Because glyphosate herbicide (used on and accumulated by most GM crops) is being linked to cancer, and because the safety of the co-formulants used in glyphosate sprays is being questioned, Monsanto made 82 unpublished studies on these topics available for scrutiny.
By 'made available' is meant put in a reading room on industry property to which those wishing to view them are accompanied by a guard, and in which photography, internet access and memory sticks are banned.
This 'availability' was provided only after several months of pressure from MEPs who believed that there was an overriding public interest in disclosing the data used in the European Food Safety Authority (EFSA) re-authorisation of the herbicide.
On 28th September - International Right to Know Day - four environmentalists MEPs staged a protest outside the reading room to demand transparent transparency, and threatening to sue the EFSA in the EU Court of Justice if unrestricted public access to the data is not given.
A day later the EFSA discovered that it had a 'commitment to open risk assessment' and that:
"Transparency and openness are essential values for EFSA because they strengthen confidence in science. Sharing the data that underpin our work is a key ingredient in making science reproducible and therefore trusted."
EFSA commitment to 'open risk assessment' seems, however, to be hampered by its obligations under European Law to protect commercially sensitive information and the interests of the data owners.
The Authority went on to announce that the glyphosate data will be released to MEPs ... with the description and details of studies conducted under Good Laboratory Practice and the conclusions of the study authors blacked out. Only 14 (18%) of the experts who prepared the EFSA evaluation of glyphosate would agree to their identity being released.
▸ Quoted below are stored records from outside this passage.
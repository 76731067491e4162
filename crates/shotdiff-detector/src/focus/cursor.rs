use shotdiff_types::{FocusCandidate, FocusKind};

use super::{FocusDetectionError, FocusHeuristic, RegionRaster};
use crate::config::CursorOptions;
use crate::raster::ComponentStats;

/// Finds text carets: thin, solid, upright strokes noticeably taller than
/// the glyphs beside them.
pub struct CursorDetector {
    options: CursorOptions,
    max_components: usize,
}

impl CursorDetector {
    pub fn new(options: CursorOptions, max_components: usize) -> Self {
        Self {
            options,
            max_components,
        }
    }

    fn is_caret_shaped(&self, component: &ComponentStats) -> bool {
        let width = component.width();
        let height = component.height();
        width <= self.options.max_width
            && height > self.options.min_height
            && height < self.options.max_height
            && height as f32 / width as f32 >= self.options.min_aspect
            && component.fill() >= self.options.min_fill
    }

    /// Tallest glyph-sized component sharing rows with `caret` within the
    /// horizontal search window.
    fn tallest_neighbour(&self, caret: &ComponentStats, all: &[ComponentStats]) -> Option<u32> {
        let window = (caret.height() as f32 * self.options.neighborhood).ceil() as u32;
        let left = caret.min_x.saturating_sub(window);
        let right = caret.max_x.saturating_add(window);
        all.iter()
            .filter(|other| other.label != caret.label)
            .filter(|other| other.width() <= window && other.height() < self.options.max_height)
            .filter(|other| other.min_y <= caret.max_y && caret.min_y <= other.max_y)
            .filter(|other| other.max_x >= left && other.min_x <= right)
            .map(|other| other.height())
            .max()
    }
}

impl FocusHeuristic for CursorDetector {
    fn kind(&self) -> FocusKind {
        FocusKind::Cursor
    }

    fn detect(&self, raster: &RegionRaster<'_>) -> Result<Vec<FocusCandidate>, FocusDetectionError> {
        raster.ensure_usable(self.max_components)?;
        let candidates = raster
            .components
            .iter()
            .filter(|component| self.is_caret_shaped(component))
            .filter(|component| match self.tallest_neighbour(component, &raster.components) {
                Some(tallest) => {
                    component.height() as f32 >= tallest as f32 * self.options.min_height_ratio
                }
                None => true,
            })
            .map(|component| FocusCandidate::new(FocusKind::Cursor, component.bbox()))
            .collect();
        Ok(candidates)
    }
}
'Transparency' EFSA-style seems to be a blacked-out report written by secret authors with unidentified conflict-of-interests who reached a conclusion on glyphosate safety contrary to that reached by the totally independent and transparent International Assessment of Research on Cancer (IARC) just the year before.
Monsanto complained about the cost of transparency, a breath-taking 15 million Euros (75 Euros per page of the 82 studies). This doesn't attach to making the papers available, but to the cost in damages to 24 companies seeking re-authorisation of glyphosate.
The EFSA got one thing right: without transparency, no one's going to trust the science.
If you're wondering how much information is so embarrassing it's being concealed, 55% of the
studies requested at the outset were already published. If the EFSA claims are to believed, the number of pages in the unpublished studies amount to some five times the overage page number in studies peer-reviewed and in the public domain.
On a weight-of-evidence basis, the information neither the biotech industry nor regulators want us to know overwhelms the data it's happy to parade.
Perhaps if you keep drawing the attention of the public, your MP and your MEP to the lack of transparency in all matters connected to GMOs, they'll eventually notice what transparency means.
- MEPs protest industry "reading room" for secret glyphosate studies, GM Watch 28.09.16
- Glyphosate: EFSA to share industry's raw data, GM Watch 29.09.16 (main source www.efsa.europa.eu)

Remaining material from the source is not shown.